People afflicted with gout experience intense episodes of painful swelling in single joints, especially the big toe. It strikes suddenly and, over time, the attacks may become more frequent. Left untreated, it can be potentially disabling.

Gout occurs when excess uric acid, a normal waste product, builds up in the body, forming crystals that are deposited in the joints. When the body's immune system attacks these crystal deposits, the affected joints become tender and inflamed.

Certain foods, such as shellfish, as well as alcohol and certain medications, may increase uric acid levels.

The disease affects about 1 in 100 people, and as many as 7 percent of older men, according to the rheumatology group. It often runs in families and occurs more often in men than women. But postmenopausal women are also at risk, as well as people with kidney disease. Other risk factors associated with gout include obesity, hypertension, hyperlipidemia (excess lipids, or fats, in the blood) and diabetes.

Choi and colleagues monitored rates of gout onset in a group of 47,000 adult men over a 12-year period. Participants were regularly questioned about their daily consumption of various foods and drinks.

Beer had the strongest association with gout, the study found. The risk of the disease was about 30 percent greater in men who consumed one glass of beer a day compared with nondrinkers. Those who had two to four glasses of beer a day faced almost double the risk.

Likewise, the odds of gout were about 30 percent higher among men who drank one shot of liquor a day than among nondrinkers.

Yet wine had no effect on the likelihood of developing gout, a discovery that Choi described as surprising and possibly related to protective factors in wine. It could be that powerful antioxidants found in wine neutralize the detrimental effects of alcohol that boost the risk of gout, he told HealthDay .

Doctors often prescribe high doses of nonsteroidal anti-inflammatory drugs, such as naproxen and indomethacin, cox-2 inhibitors such as Celebrex, or steroids to relieve gout symptoms. For people who experience repeated gout attacks, medicines that can help normalize uric acid levels can be prescribed.

To prevent future attacks, gout sufferers might consider making certain lifestyle changes.

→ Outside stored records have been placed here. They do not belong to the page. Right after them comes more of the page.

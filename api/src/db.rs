//! Database connection module for `ClickHouse`.
//!
//! Provides the client handle and configuration for the event store the
//! collector reads from. The handle is created once at startup; a failed
//! connectivity check at that point is fatal.

use anyhow::{Context, Result};
use clickhouse::Client;
use std::sync::Arc;

/// Database configuration loaded from environment variables.
#[derive(Debug, Clone)]
pub struct DatabaseConfig {
    /// `ClickHouse` database URL (e.g., <http://localhost:8123>)
    pub url: String,
    /// Database name to use
    pub database: String,
    /// Username for authentication
    pub user: String,
    /// Password for authentication
    pub password: String,
}

impl DatabaseConfig {
    /// Load database configuration from environment variables.
    ///
    /// # Environment Variables
    ///
    /// - `CALCMON_DB_URL`: Database URL (default: <http://localhost:8123>)
    /// - `CALCMON_DB_NAME`: Database name (default: "calculator")
    /// - `CALCMON_DB_USER`: Database user (default: "calcmon")
    /// - `CALCMON_DB_PASSWORD`: Database password (default: "`calcmon_dev`")
    ///
    /// # Errors
    ///
    /// Returns an error if required environment variables cannot be read.
    pub fn from_env() -> Result<Self> {
        Ok(Self {
            url: std::env::var("CALCMON_DB_URL")
                .unwrap_or_else(|_| "http://localhost:8123".to_string()),
            database: std::env::var("CALCMON_DB_NAME")
                .unwrap_or_else(|_| "calculator".to_string()),
            user: std::env::var("CALCMON_DB_USER").unwrap_or_else(|_| "calcmon".to_string()),
            password: std::env::var("CALCMON_DB_PASSWORD")
                .unwrap_or_else(|_| "calcmon_dev".to_string()),
        })
    }
}

/// Database client wrapper.
///
/// The underlying `ClickHouse` client manages its HTTP connection reuse
/// internally; an aggregation pass issues its queries through this one handle.
#[derive(Clone)]
pub struct Database {
    client: Arc<Client>,
}

impl Database {
    /// Create a new database client from configuration.
    #[must_use]
    pub fn new(config: &DatabaseConfig) -> Self {
        let client = Client::default()
            .with_url(&config.url)
            .with_database(&config.database)
            .with_user(&config.user)
            .with_password(&config.password);

        Self {
            client: Arc::new(client),
        }
    }

    /// Get a reference to the underlying `ClickHouse` client.
    #[must_use]
    pub fn client(&self) -> Arc<Client> {
        Arc::clone(&self.client)
    }

    /// Test database connectivity by executing a simple query.
    ///
    /// # Errors
    ///
    /// Returns an error if the database cannot be reached or the query fails.
    pub async fn ping(&self) -> Result<()> {
        self.client
            .query("SELECT 1")
            .fetch_one::<u8>()
            .await
            .context("Failed to ping database")?;
        Ok(())
    }
}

Restricting foods high in purines -- a compound found in meats and certain types of seafood -- may help, the rheumatology group suggests.

And when it comes to alcohol, the advice may be changing.

"Before, what we thought was: 'Alcohol is alcohol is alcohol,'" Dr. Calvin R. Brown Jr., a rheumatologist at Rush University Medical Center in Chicago , told HealthDay . "But now, if a [gout] patient asks me if one form of alcohol is better, I'd say choose one or two glasses of wine per day."